Adrian performing live for Quincy Jones on his legendary 75th birthday concert at the Montreux Jazz Festival, Switzerland.
signal processing algorithms
Now that an average PC is fast enough to easily handle multi-channel audio processing, dsp algorithms can be pushed much further to provide much improved sound quality. Many of the standard dsp algorithms currently in use come from a time when CPUs were barely able to calculate any audio in real-time. Using more complex mathematics we can now process audio in ways that are no longer musically inferior to analog devices. I am not talking about oversampling here, but mathematically different ways to look at sampled data than what was used before.
For example: In apulSoft products there is an alternative procedure to the bilinear transform which is used to create filters that behave like perfect analog filters. And the plugins use a unique way to apply saturation and distortion that vastly outperforms regular oversampling.

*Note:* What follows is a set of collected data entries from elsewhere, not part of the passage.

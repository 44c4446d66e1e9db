use serial_test::serial;
use std::fs;
use std::sync::Arc;
use std::sync::atomic::{AtomicUsize, Ordering};
use std::time::{Duration, Instant};
use strata_storage::watcher::{self, FileWatcher, WatchConfig, WatchMode};
use tempfile::TempDir;

fn config(mode: WatchMode) -> WatchConfig {
    WatchConfig {
        mode,
        debounce: Duration::from_millis(30),
        poll_interval: Duration::from_millis(30),
    }
}

fn wait_for(deadline: Duration, mut done: impl FnMut() -> bool) -> bool {
    let start = Instant::now();
    while start.elapsed() < deadline {
        if done() {
            return true;
        }
        std::thread::sleep(Duration::from_millis(10));
    }
    done()
}

fn counting_watcher(path: &std::path::Path, mode: WatchMode) -> (FileWatcher, Arc<AtomicUsize>) {
    let hits = Arc::new(AtomicUsize::new(0));
    let counter = Arc::clone(&hits);
    let watcher = FileWatcher::new(path, config(mode), move || {
        counter.fetch_add(1, Ordering::SeqCst);
    });
    (watcher, hits)
}

#[test]
#[serial]
fn content_change_triggers_callback() {
    for mode in [WatchMode::Native, WatchMode::Poll] {
        let dir = TempDir::new().unwrap();
        let path = dir.path().join("settings.cfg");
        fs::write(&path, "[DEFAULT]\ngroup.node1 = value\n\n").unwrap();

        let (watcher, hits) = counting_watcher(&path, mode);
        watcher.start().unwrap();
        assert!(watcher.is_running());

        std::thread::sleep(Duration::from_millis(50));
        fs::write(&path, "[DEFAULT]\ngroup.node1 = new_value\n\n").unwrap();

        assert!(
            wait_for(Duration::from_secs(5), || hits.load(Ordering::SeqCst) >= 1),
            "no reload observed in {mode:?} mode"
        );
        assert!(watcher.stop());
    }
}

#[test]
#[serial]
fn identical_rewrite_is_ignored() {
    let dir = TempDir::new().unwrap();
    let path = dir.path().join("settings.cfg");
    fs::write(&path, "[DEFAULT]\na.b = 5\n").unwrap();

    let (watcher, hits) = counting_watcher(&path, WatchMode::Poll);
    watcher.start().unwrap();
    std::thread::sleep(Duration::from_millis(50));

    fs::write(&path, "[DEFAULT]\na.b = 5\n").unwrap();
    std::thread::sleep(Duration::from_millis(300));

    assert_eq!(hits.load(Ordering::SeqCst), 0);
    watcher.stop();
}

#[test]
#[serial]
fn no_callback_after_stop() {
    let dir = TempDir::new().unwrap();
    let path = dir.path().join("settings.cfg");
    fs::write(&path, "one").unwrap();

    let (watcher, hits) = counting_watcher(&path, WatchMode::Native);
    watcher.start().unwrap();
    assert!(watcher.stop());
    assert!(!watcher.stop(), "second stop is a no-op");

    fs::write(&path, "two").unwrap();
    std::thread::sleep(Duration::from_millis(300));
    assert_eq!(hits.load(Ordering::SeqCst), 0);
    assert!(!watcher.is_running());
}

#[test]
#[serial]
fn shutdown_stops_every_watcher() {
    let dir = TempDir::new().unwrap();
    let first = dir.path().join("a.cfg");
    let second = dir.path().join("b.cfg");

    let (a, _) = counting_watcher(&first, WatchMode::Native);
    let (b, _) = counting_watcher(&second, WatchMode::Poll);
    a.start().unwrap();
    b.start().unwrap();

    assert_eq!(watcher::shutdown(), 2);
    assert!(!a.is_running());
    assert!(!b.is_running());
    assert_eq!(watcher::shutdown(), 0);
}

#[test]
#[serial]
fn off_mode_never_starts() {
    let dir = TempDir::new().unwrap();
    let (watcher, _) = counting_watcher(&dir.path().join("s.cfg"), WatchMode::Off);
    watcher.start().unwrap();
    assert!(!watcher.is_running());
}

I use math tools like linear algebra, higher-order indefinite integrals and approximation theory to improve the sonic results of audio processing. In the future I plan to share some of these ideas on a dsp blog on this site.
Some math used in apShaper's saturation engine.
user interfaces for audio
An advantage of computers versus analog gear is the existence of a large screen. It can show many types of information at the same time. For my plugins I try to use this to display information with scientific units in real-time and let the user tweak parameters on top of these graphs. So results can be seen in addition to only hearing them. Of course the ears need to be final judge of adjustments, but graphical displays have the advantage of being able to show changes over time and give a larger overview.
I try to keep interfaces as clean as possible. Everything is drawn in code as pure vector graphics. This makes the interface compatible with high resolution displays, allows the user to scale the interface and produces sharp prints of user manuals.
apTrigga3 vector gui with level handles on top of the signal graph.